:: Your goal ::
Write out the records again, exactly. Nothing may be dropped.

:: Source data ::

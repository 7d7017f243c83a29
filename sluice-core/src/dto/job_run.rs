//! Job run DTOs

use serde::{Deserialize, Serialize};

use crate::domain::run::{AttemptPage, RunAttempt, RunHandle, RunState};

/// Body of a start-job-run request
#[derive(Debug, Clone, PartialEq, Serialize, Deserialize)]
#[serde(rename_all = "camelCase")]
pub struct StartJobRunRequest {
    /// Addressed through the request path, not the body
    #[serde(skip)]
    pub application_id: String,
    pub client_token: String,
    pub name: String,
    pub execution_role_arn: String,
    pub job_driver: JobDriver,
    #[serde(skip_serializing_if = "Option::is_none")]
    pub execution_timeout_minutes: Option<u64>,
    #[serde(skip_serializing_if = "Option::is_none")]
    pub configuration_overrides: Option<ConfigurationOverrides>,
}

#[derive(Debug, Clone, PartialEq, Serialize, Deserialize)]
#[serde(rename_all = "camelCase")]
pub struct JobDriver {
    pub spark_submit: SparkSubmit,
}

#[derive(Debug, Clone, PartialEq, Serialize, Deserialize)]
#[serde(rename_all = "camelCase")]
pub struct SparkSubmit {
    pub entry_point: String,
    #[serde(default, skip_serializing_if = "Vec::is_empty")]
    pub entry_point_arguments: Vec<String>,
    #[serde(skip_serializing_if = "Option::is_none")]
    pub spark_submit_parameters: Option<String>,
}

#[derive(Debug, Clone, PartialEq, Serialize, Deserialize)]
#[serde(rename_all = "camelCase")]
pub struct ConfigurationOverrides {
    #[serde(skip_serializing_if = "Option::is_none")]
    pub monitoring_configuration: Option<MonitoringConfiguration>,
}

#[derive(Debug, Clone, Default, PartialEq, Serialize, Deserialize)]
#[serde(rename_all = "camelCase")]
pub struct MonitoringConfiguration {
    #[serde(skip_serializing_if = "Option::is_none")]
    pub s3_monitoring_configuration: Option<S3MonitoringConfiguration>,
}

impl MonitoringConfiguration {
    /// Monitoring block that ships logs to `log_uri`
    pub fn for_log_uri(log_uri: impl Into<String>) -> Self {
        Self {
            s3_monitoring_configuration: Some(S3MonitoringConfiguration {
                log_uri: Some(log_uri.into()),
            }),
        }
    }

    pub fn log_uri(&self) -> Option<&str> {
        self.s3_monitoring_configuration
            .as_ref()
            .and_then(|s3| s3.log_uri.as_deref())
            .filter(|uri| !uri.is_empty())
    }
}

#[derive(Debug, Clone, Default, PartialEq, Serialize, Deserialize)]
#[serde(rename_all = "camelCase")]
pub struct S3MonitoringConfiguration {
    #[serde(skip_serializing_if = "Option::is_none")]
    pub log_uri: Option<String>,
}

/// Response of a start-job-run request
#[derive(Debug, Clone, Serialize, Deserialize)]
#[serde(rename_all = "camelCase")]
pub struct StartJobRunResponse {
    pub application_id: String,
    pub job_run_id: String,
    #[serde(default)]
    pub arn: Option<String>,
}

impl From<StartJobRunResponse> for RunHandle {
    fn from(response: StartJobRunResponse) -> Self {
        RunHandle::new(response.application_id, response.job_run_id)
    }
}

/// Response of a list-job-run-attempts request
#[derive(Debug, Clone, Serialize, Deserialize)]
#[serde(rename_all = "camelCase")]
pub struct ListJobRunAttemptsResponse {
    #[serde(default)]
    pub job_run_attempts: Vec<JobRunAttemptSummary>,
    #[serde(default)]
    pub next_token: Option<String>,
}

#[derive(Debug, Clone, Serialize, Deserialize)]
#[serde(rename_all = "camelCase")]
pub struct JobRunAttemptSummary {
    #[serde(default)]
    pub attempt: Option<u32>,
    pub state: RunState,
    #[serde(default)]
    pub state_details: Option<String>,
}

impl From<ListJobRunAttemptsResponse> for AttemptPage {
    fn from(response: ListJobRunAttemptsResponse) -> Self {
        let attempts = response
            .job_run_attempts
            .into_iter()
            .enumerate()
            .map(|(idx, summary)| RunAttempt {
                attempt: summary.attempt.unwrap_or(idx as u32 + 1),
                state: summary.state,
                state_details: summary.state_details.unwrap_or_default(),
            })
            .collect();

        AttemptPage {
            attempts,
            next_token: response.next_token.filter(|token| !token.is_empty()),
        }
    }
}

#[cfg(test)]
mod tests {
    use super::*;

    #[test]
    fn test_request_serializes_camel_case_and_skips_unset() {
        let request = StartJobRunRequest {
            application_id: "app".to_string(),
            client_token: "token".to_string(),
            name: "asset".to_string(),
            execution_role_arn: "role".to_string(),
            job_driver: JobDriver {
                spark_submit: SparkSubmit {
                    entry_point: "s3://b/main.py".to_string(),
                    entry_point_arguments: vec![],
                    spark_submit_parameters: None,
                },
            },
            execution_timeout_minutes: None,
            configuration_overrides: None,
        };

        let json = serde_json::to_value(&request).unwrap();
        assert_eq!(
            json,
            serde_json::json!({
                "clientToken": "token",
                "name": "asset",
                "executionRoleArn": "role",
                "jobDriver": { "sparkSubmit": { "entryPoint": "s3://b/main.py" } }
            })
        );
    }

    #[test]
    fn test_attempts_response_into_page() {
        let response: ListJobRunAttemptsResponse = serde_json::from_value(serde_json::json!({
            "jobRunAttempts": [
                { "attempt": 1, "state": "FAILED", "stateDetails": "OOM" },
                { "attempt": 2, "state": "RUNNING" }
            ],
            "nextToken": "abc"
        }))
        .unwrap();

        let page = AttemptPage::from(response);
        assert_eq!(page.attempts.len(), 2);
        assert_eq!(page.attempts[0].state_details, "OOM");
        assert_eq!(page.latest().unwrap().state, RunState::Running);
        assert_eq!(page.next_token.as_deref(), Some("abc"));
    }

    #[test]
    fn test_monitoring_log_uri() {
        let cfg = MonitoringConfiguration::for_log_uri("s3://b/logs");
        assert_eq!(cfg.log_uri(), Some("s3://b/logs"));
        assert_eq!(MonitoringConfiguration::default().log_uri(), None);
    }
}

:: Response area ::
repository 7d7017f243c83a29
filename sluice-core/src/dto/job_run.rs
//! Job run DTOs

use serde::{Deserialize, Serialize};

use crate::domain::run::{AttemptPage, RunAttempt, RunHandle, RunState};

/// Body of a start-job-run request
#[derive(Debug, Clone, PartialEq, Serialize, Deserialize)]
#[serde(rename_all = "camelCase")]
pub struct StartJobRunRequest {
    /// Addressed through the request path, not the body
    #[serde(skip)]
    pub application_id: String,
    pub client_token: String,
    pub name: String,
    pub execution_role_arn: String,
    pub job_driver: JobDriver,
    #[serde(skip_serializing_if = "Option::is_none")]
    pub execution_timeout_minutes: Option<u64>,
    #[serde(skip_serializing_if = "Option::is_none")]
    pub configuration_overrides: Option<ConfigurationOverrides>,
}

#[derive(Debug, Clone, PartialEq, Serialize, Deserialize)]
#[serde(rename_all = "camelCase")]
pub struct JobDriver {
    pub spark_submit: SparkSubmit,
}

#[derive(Debug, Clone, PartialEq, Serialize, Deserialize)]
#[serde(rename_all = "camelCase")]
pub struct SparkSubmit {
    pub entry_point: String,
    #[serde(default, skip_serializing_if = "Vec::is_empty")]
    pub entry_point_arguments: Vec<String>,
    #[serde(skip_serializing_if = "Option::is_none")]
    pub spark_submit_parameters: Option<String>,
}

#[derive(Debug, Clone, PartialEq, Serialize, Deserialize)]
#[serde(rename_all = "camelCase")]
pub struct ConfigurationOverrides {
    #[serde(skip_serializing_if = "Option::is_none")]
    pub monitoring_configuration: Option<MonitoringConfiguration>,
}

#[derive(Debug, Clone, Default, PartialEq, Serialize, Deserialize)]
#[serde(rename_all = "camelCase")]
pub struct MonitoringConfiguration {
    #[serde(skip_serializing_if = "Option::is_none")]
    pub s3_monitoring_configuration: Option<S3MonitoringConfiguration>,
}

impl MonitoringConfiguration {
    /// Monitoring block that ships logs to `log_uri`
    pub fn for_log_uri(log_uri: impl Into<String>) -> Self {
        Self {
            s3_monitoring_configuration: Some(S3MonitoringConfiguration {
                log_uri: Some(log_uri.into()),
            }),
        }
    }

    pub fn log_uri(&self) -> Option<&str> {
        self.s3_monitoring_configuration
            .as_ref()
            .and_then(|s3| s3.log_uri.as_deref())
            .filter(|uri| !uri.is_empty())
    }
}

#[derive(Debug, Clone, Default, PartialEq, Serialize, Deserialize)]
#[serde(rename_all = "camelCase")]
pub struct S3MonitoringConfiguration {
    #[serde(skip_serializing_if = "Option::is_none")]
    pub log_uri: Option<String>,
}

/// Response of a start-job-run request
#[derive(Debug, Clone, Serialize, Deserialize)]
#[serde(rename_all = "camelCase")]
pub struct StartJobRunResponse {
    pub application_id: String,
    pub job_run_id: String,
    #[serde(default)]
    pub arn: Option<String>,
}

impl From<StartJobRunResponse> for RunHandle {
    fn from(response: StartJobRunResponse) -> Self {
        RunHandle::new(response.application_id, response.job_run_id)
    }
}

/// Response of a list-job-run-attempts request
#[derive(Debug, Clone, Serialize, Deserialize)]
#[serde(rename_all = "camelCase")]
pub struct ListJobRunAttemptsResponse {
    #[serde(default)]
    pub job_run_attempts: Vec<JobRunAttemptSummary>,
    #[serde(default)]
    pub next_token: Option<String>,
}

#[derive(Debug, Clone, Serialize, Deserialize)]
#[serde(rename_all = "camelCase")]
pub struct JobRunAttemptSummary {
    #[serde(default)]
    pub attempt: Option<u32>,
    pub state: RunState,
    #[serde(default)]
    pub state_details: Option<String>,
}

impl From<ListJobRunAttemptsResponse> for AttemptPage {
    fn from(response: ListJobRunAttemptsResponse) -> Self {
        let attempts = response
            .job_run_attempts
            .into_iter()
            .enumerate()
            .map(|(idx, summary)| RunAttempt {
                attempt: summary.attempt.unwrap_or(idx as u32 + 1),
                state: summary.state,
                state_details: summary.state_details.unwrap_or_default(),
            })
            .collect();

        AttemptPage {
            attempts,
            next_token: response.next_token.filter(|token| !token.is_empty()),
        }
    }
}

#[cfg(test)]
mod tests {
    use super::*;

    #[test]
    fn test_request_serializes_camel_case_and_skips_unset() {
        let request = StartJobRunRequest {
            application_id: "app".to_string(),
            client_token: "token".to_string(),
            name: "asset".to_string(),
            execution_role_arn: "role".to_string(),
            job_driver: JobDriver {
                spark_submit: SparkSubmit {
                    entry_point: "s3://b/main.py".to_string(),
                    entry_point_arguments: vec![],
                    spark_submit_parameters: None,
                },
            },
            execution_timeout_minutes: None,
            configuration_overrides: None,
        };

        let json = serde_json::to_value(&request).unwrap();
        assert_eq!(
            json,
            serde_json::json!({
                "clientToken": "token",
                "name": "asset",
                "executionRoleArn": "role",
                "jobDriver": { "sparkSubmit": { "entryPoint": "s3://b/main.py" } }
            })
        );
    }

    #[test]
    fn test_attempts_response_into_page() {
        let response: ListJobRunAttemptsResponse = serde_json::from_value(serde_json::json!({
            "jobRunAttempts": [
                { "attempt": 1, "state": "FAILED", "stateDetails": "OOM" },
                { "attempt": 2, "state": "RUNNING" }
            ],
            "nextToken": "abc"
        }))
        .unwrap();

        let page = AttemptPage::from(response);
        assert_eq!(page.attempts.len(), 2);
        assert_eq!(page.attempts[0].state_details, "OOM");
        assert_eq!(page.latest().unwrap().state, RunState::Running);
        assert_eq!(page.next_token.as_deref(), Some("abc"));
    }

    #[test]
    fn test_monitoring_log_uri() {
        let cfg = MonitoringConfiguration::for_log_uri("s3://b/logs");
        assert_eq!(cfg.log_uri(), Some("s3://b/logs"));
        assert_eq!(MonitoringConfiguration::default().log_uri(), None);
    }
}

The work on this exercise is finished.